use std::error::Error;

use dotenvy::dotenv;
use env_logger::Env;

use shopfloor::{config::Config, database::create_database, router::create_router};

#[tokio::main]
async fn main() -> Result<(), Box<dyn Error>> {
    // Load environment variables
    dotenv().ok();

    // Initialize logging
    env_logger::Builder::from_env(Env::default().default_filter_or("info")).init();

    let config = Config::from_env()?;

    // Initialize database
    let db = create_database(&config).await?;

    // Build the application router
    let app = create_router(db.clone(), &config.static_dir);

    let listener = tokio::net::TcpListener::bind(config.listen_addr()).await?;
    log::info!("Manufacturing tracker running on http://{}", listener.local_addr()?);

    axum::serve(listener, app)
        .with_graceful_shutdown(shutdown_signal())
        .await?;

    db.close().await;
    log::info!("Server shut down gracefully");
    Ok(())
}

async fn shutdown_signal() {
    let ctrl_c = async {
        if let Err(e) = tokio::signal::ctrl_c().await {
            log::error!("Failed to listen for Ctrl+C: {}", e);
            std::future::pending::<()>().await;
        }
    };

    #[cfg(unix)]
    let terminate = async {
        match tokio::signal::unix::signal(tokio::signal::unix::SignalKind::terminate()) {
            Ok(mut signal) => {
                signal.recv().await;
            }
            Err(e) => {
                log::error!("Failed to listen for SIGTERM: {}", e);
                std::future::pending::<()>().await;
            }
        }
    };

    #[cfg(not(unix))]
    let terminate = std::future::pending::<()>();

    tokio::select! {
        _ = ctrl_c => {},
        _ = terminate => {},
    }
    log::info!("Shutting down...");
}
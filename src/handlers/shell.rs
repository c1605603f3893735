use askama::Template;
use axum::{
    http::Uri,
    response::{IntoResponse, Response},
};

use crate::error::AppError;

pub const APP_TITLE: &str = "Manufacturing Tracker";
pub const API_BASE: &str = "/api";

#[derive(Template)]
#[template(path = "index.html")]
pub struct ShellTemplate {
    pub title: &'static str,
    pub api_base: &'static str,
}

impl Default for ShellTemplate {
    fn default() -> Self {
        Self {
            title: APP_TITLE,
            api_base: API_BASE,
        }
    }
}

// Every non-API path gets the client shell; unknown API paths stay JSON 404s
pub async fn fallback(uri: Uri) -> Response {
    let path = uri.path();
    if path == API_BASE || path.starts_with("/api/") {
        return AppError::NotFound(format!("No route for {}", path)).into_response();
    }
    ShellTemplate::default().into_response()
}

=== Exercise objective ===
Go through the material and copy each line in which the word "Initialize" occurs.

=== Solution ===
    // Initialize logging
    // Initialize database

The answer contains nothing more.